Конечно, тогда я ничего об этом не знал, поскольку меня сразу же перевели в лазарет, где я и оставался.
— Побольше воды и сна, — таким был первый совет доктора Амикаса.
Нужно отдать ему должное — он был старым солдатом и начал действовать сразу же, не дожидаясь каких-либо приказов.
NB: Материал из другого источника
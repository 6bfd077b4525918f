//! Invoice arithmetic, the A4 print plan and the invoice email.
//!
//! Everything here is pure; the ledger calls [`InvoiceTotals::compute`] on
//! every save so stored amounts never come from the client.

use crate::types::Money;
use chrono::NaiveDate;
use serde::{Deserialize, Serialize};

/// A4 page width in millimetres.
pub const A4_WIDTH_MM: f64 = 210.0;
/// A4 page height in millimetres.
pub const A4_HEIGHT_MM: f64 = 297.0;

/// Decimal places kept for quantities and tax rates (`NUMERIC(_, 3)` columns).
pub const STORED_SCALE: i32 = 3;

/// Round a quantity or tax rate to the precision it is stored at.
#[must_use]
pub fn to_stored_scale(value: f64) -> f64 {
    let factor = 10f64.powi(STORED_SCALE);
    (value * factor).round() / factor
}

/// One line as entered on the invoice form.
#[derive(Clone, Debug, Default, PartialEq, Serialize, Deserialize)]
pub struct InvoiceItemDraft {
    /// What was sold; blank lines are dropped
    #[serde(default)]
    pub description: String,
    /// Quantity (fractional allowed)
    #[serde(default)]
    pub quantity: f64,
    /// Unit price
    #[serde(default)]
    pub rate: Money,
}

impl InvoiceItemDraft {
    /// Whether the line counts toward totals.
    #[must_use]
    pub fn is_blank(&self) -> bool {
        self.description.trim().is_empty()
    }

    /// `quantity × rate`, rounded to the cent.
    #[must_use]
    pub fn amount(&self) -> Money {
        line_amount(self.quantity, self.rate)
    }

    /// The line as it will be stored: quantity at [`STORED_SCALE`] places.
    #[must_use]
    pub fn normalized(self) -> Self {
        Self {
            quantity: to_stored_scale(self.quantity),
            ..self
        }
    }
}

/// `quantity × rate`, rounded to the cent. The quantity is first taken at
/// its stored precision.
#[must_use]
pub fn line_amount(quantity: f64, rate: Money) -> Money {
    rate.scale(to_stored_scale(quantity))
}

/// Derived invoice figures.
#[derive(Clone, Copy, Debug, Default, PartialEq, Eq, Serialize, Deserialize)]
pub struct InvoiceTotals {
    /// Sum of line amounts
    pub subtotal: Money,
    /// `subtotal × tax / 100`, rounded to the cent
    pub tax_amount: Money,
    /// `subtotal + tax_amount`
    pub total: Money,
}

impl InvoiceTotals {
    /// Totals over the non-blank lines at `tax_percent`.
    #[must_use]
    pub fn compute(items: &[InvoiceItemDraft], tax_percent: f64) -> Self {
        let subtotal: Money = items
            .iter()
            .filter(|item| !item.is_blank())
            .map(InvoiceItemDraft::amount)
            .sum();
        let tax_amount = subtotal.scale(to_stored_scale(tax_percent) / 100.0);
        Self {
            subtotal,
            tax_amount,
            total: subtotal + tax_amount,
        }
    }
}

/// How a rendered invoice preview is split across A4 pages.
///
/// The preview is scaled to the page width; page `n` shows the slice starting
/// `n × 297` mm down the image, which is why the offsets are negative.
#[derive(Clone, Debug, PartialEq, Serialize, Deserialize)]
pub struct PrintLayout {
    /// Scaled image width (the page width)
    pub image_width_mm: f64,
    /// Scaled image height
    pub image_height_mm: f64,
    /// Pages to emit
    pub pages: u32,
    /// Vertical image offset on each page
    pub offsets_mm: Vec<f64>,
}

impl PrintLayout {
    /// Plan pages for a `width_px × height_px` render, emitting at most
    /// `page_limit` pages (a limit of zero means one).
    ///
    /// Returns `None` for an empty render.
    #[must_use]
    #[allow(clippy::cast_possible_truncation, clippy::cast_sign_loss)]
    pub fn plan(width_px: u32, height_px: u32, page_limit: u32) -> Option<Self> {
        if width_px == 0 {
            return None;
        }
        let image_height_mm = f64::from(height_px) * A4_WIDTH_MM / f64::from(width_px);
        let needed = (image_height_mm / A4_HEIGHT_MM).ceil().max(1.0) as u32;
        let pages = needed.min(page_limit.max(1));
        let offsets_mm = (0..pages).map(|page| -f64::from(page) * A4_HEIGHT_MM).collect();

        Some(Self {
            image_width_mm: A4_WIDTH_MM,
            image_height_mm,
            pages,
            offsets_mm,
        })
    }
}

/// A ready-to-send invoice email.
#[derive(Clone, Debug, PartialEq, Eq, Serialize, Deserialize)]
pub struct InvoiceEmail {
    /// Recipient
    pub to: String,
    /// `Invoice <number>`
    pub subject: String,
    /// Plain-text body
    pub body: String,
}

/// What goes into an invoice email.
#[derive(Clone, Copy, Debug)]
pub struct EmailDetails<'a> {
    /// Recipient address
    pub email: &'a str,
    /// Recipient first name
    pub first_name: &'a str,
    /// Recipient last name
    pub last_name: &'a str,
    /// Invoice number
    pub invoice_number: &'a str,
    /// Amount due
    pub total: Money,
    /// Due date
    pub due_date: NaiveDate,
    /// Invoice notes
    pub notes: &'a str,
    /// Signature
    pub band_name: &'a str,
}

impl InvoiceEmail {
    /// Compose the email for `details`.
    #[must_use]
    pub fn compose(details: &EmailDetails<'_>) -> Self {
        let body = format!(
            "Dear {first} {last},\n\nPlease find attached your invoice {number} for {total}.\n\nDue Date: {due}\n\n{notes}\n\nThank you!\n{band}",
            first = details.first_name,
            last = details.last_name,
            number = details.invoice_number,
            total = details.total,
            due = details.due_date.format("%-m/%-d/%Y"),
            notes = details.notes,
            band = details.band_name,
        );
        Self {
            to: details.email.to_string(),
            subject: format!("Invoice {}", details.invoice_number),
            body,
        }
    }
}

#[cfg(test)]
#[allow(clippy::unwrap_used, clippy::cast_possible_truncation, clippy::cast_precision_loss, clippy::float_cmp)]
mod tests {
    use super::*;
    use proptest::prelude::*;

    fn item(description: &str, quantity: f64, rate_cents: i64) -> InvoiceItemDraft {
        InvoiceItemDraft {
            description: description.into(),
            quantity,
            rate: Money::from_cents(rate_cents),
        }
    }

    #[test]
    fn show_with_eight_percent_tax() {
        let totals = InvoiceTotals::compute(&[item("Show", 1.0, 150_000)], 8.0);
        assert_eq!(totals.subtotal, Money::from_dollars(1500));
        assert_eq!(totals.tax_amount, Money::from_dollars(120));
        assert_eq!(totals.total, Money::from_dollars(1620));
    }

    #[test]
    fn blank_lines_do_not_count() {
        let totals = InvoiceTotals::compute(&[item("Show", 2.0, 10_000), item("  ", 5.0, 10_000)], 0.0);
        assert_eq!(totals.subtotal, Money::from_dollars(200));
    }

    #[test]
    fn line_amount_rounds_to_the_cent() {
        assert_eq!(line_amount(1.5, Money::from_cents(333)), Money::from_cents(500));
        assert_eq!(line_amount(0.333, Money::from_dollars(10)), Money::from_cents(333));
    }

    #[test]
    fn amounts_follow_the_stored_quantity() {
        let line = item("Set", 0.3333, 10_000).normalized();
        assert_eq!(line.quantity, 0.333);
        assert_eq!(line.amount(), Money::from_cents(3330));
        assert_eq!(item("Set", 0.3333, 10_000).amount(), line.amount());

        // 8.1234% is stored as 8.123%.
        let totals = InvoiceTotals::compute(&[item("Show", 1.0, 100_000)], 8.1234);
        assert_eq!(totals.tax_amount, Money::from_cents(8123));
    }

    #[test]
    fn print_plan_respects_the_page_limit() {
        // 1000 × 3000 px scales to 210 × 630 mm: three pages needed.
        let plan = PrintLayout::plan(1000, 3000, 10).unwrap();
        assert_eq!(plan.pages, 3);
        assert_eq!(plan.offsets_mm, [0.0, -297.0, -594.0]);

        let capped = PrintLayout::plan(1000, 3000, 2).unwrap();
        assert_eq!(capped.pages, 2);

        let zero_limit = PrintLayout::plan(1000, 3000, 0).unwrap();
        assert_eq!(zero_limit.pages, 1);

        assert!(PrintLayout::plan(0, 100, 1).is_none());
    }

    #[test]
    fn short_render_is_one_page() {
        let plan = PrintLayout::plan(1000, 10, 5).unwrap();
        assert_eq!(plan.pages, 1);
        assert_eq!(plan.offsets_mm, [0.0]);
    }

    #[test]
    fn email_body_names_number_total_and_due_date() {
        let email = InvoiceEmail::compose(&EmailDetails {
            email: "jo@x.com",
            first_name: "Jo",
            last_name: "Ray",
            invoice_number: "INV-7",
            total: Money::from_dollars(1620),
            due_date: NaiveDate::from_ymd_opt(2025, 2, 14).unwrap(),
            notes: "Thank you for your business!",
            band_name: "The Band",
        });
        assert_eq!(email.to, "jo@x.com");
        assert_eq!(email.subject, "Invoice INV-7");
        assert!(email.body.starts_with("Dear Jo Ray,"));
        assert!(email.body.contains("your invoice INV-7 for $1620.00."));
        assert!(email.body.contains("Due Date: 2/14/2025"));
        assert!(email.body.ends_with("Thank you!\nThe Band"));
    }

    proptest! {
        #[test]
        fn total_is_subtotal_plus_tax(
            lines in prop::collection::vec((0u32..1000, 0i64..1_000_000), 0..8),
            tax_tenths in 0u32..300,
        ) {
            let items: Vec<_> = lines
                .iter()
                .map(|(q, rate)| item("line", f64::from(*q) / 10.0, *rate))
                .collect();
            let tax = f64::from(tax_tenths) / 10.0;
            let totals = InvoiceTotals::compute(&items, tax);

            let sum: Money = items.iter().map(InvoiceItemDraft::amount).sum();
            prop_assert_eq!(totals.subtotal, sum);
            prop_assert_eq!(totals.total, totals.subtotal + totals.subtotal.scale(tax / 100.0));
        }

        #[test]
        fn line_amount_is_cent_rounded_product(q in 0u32..100_000, rate in 0i64..10_000_000) {
            let quantity = f64::from(q) / 1000.0;
            let expected = (quantity * rate as f64).round() as i64;
            prop_assert_eq!(line_amount(quantity, Money::from_cents(rate)).cents(), expected);
        }
    }
}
Он поставил верный диагноз и тотчас вступил в отчаянное сражение с болезнью, сжигавшей его молодых пациентов.
Он прекрасно знал, что такое чума спеков, и даже сам переболел ею в легкой форме, когда служил в Геттисе. И старался изо всех сил. Его совет пить побольше воды оказался правильным. Ни одно лекарство не помогало против чумы спеков. Собственный организм — единственное, на что мог рассчитывать больной. Проявления болезни были простыми изматывающими: рвота, понос и регулярные приступы лихорадки. Днем становилось легче, но ночью мучения усиливались десятикратно. Никому из нас не удавалось надолго удержать в желудке пищу и воду. Я лежал на узкой койке, то приходя в сознание, то вновь уплывая в сон.
Мои представления об окружающем мире в те дни были довольно смутными. Иногда я приходил в себя и видел, что палата ярко освещена. В другие моменты вокруг царил полумрак. Я потерял представление о течении времени. Все тело мучительно ныло, в голове пульсировала боль. Меня то сжигал жар, то сотрясал озноб. И еще я постоянно испытывал жажду, сколько бы воды ни пил. Стоило мне открыть глаза, как они начинали болеть от слишком яркого света, если же я их закрывал, то погружался в лихорадочный сон, полный кошмарных видений. Кожа на губах, слизистые оболочки носа, нёбо, язык — все потрескалось. И я никак не мог найти удобное положение в постели.
Попав в лазарет, слева от себя я увидел стонущего Орона. Когда я пришел в сознание в следующий раз, на его месте оказался Спинк. Справа лежал Нейт. Нам всем было так плохо, что мы даже не разговаривали. У меня не нашлось сил, чтобы рассказать им о своем исключении с лишением всех прав и привилегий и о том, что их, скорее всего, тоже отчислят как не сумевших справиться с экзаменами. Так я и дрейфовал от снов, которые казались уж слишком реальными, к кошмарной действительности, состоящей из омерзительных запахов, звуков и непрерывных страданий. Мне снилось, будто я стою перед отцом и он не верит, что я ни в чем не виноват и меня изгнали из Академии совершенно несправедливо. Мне снилось, что меня пришли навестить дядя и кузина, но почему-то у Эпини были изуродованные пальцы женщины-курицы. А когда она подула в свой свисток, он издал кудахтающие звуки.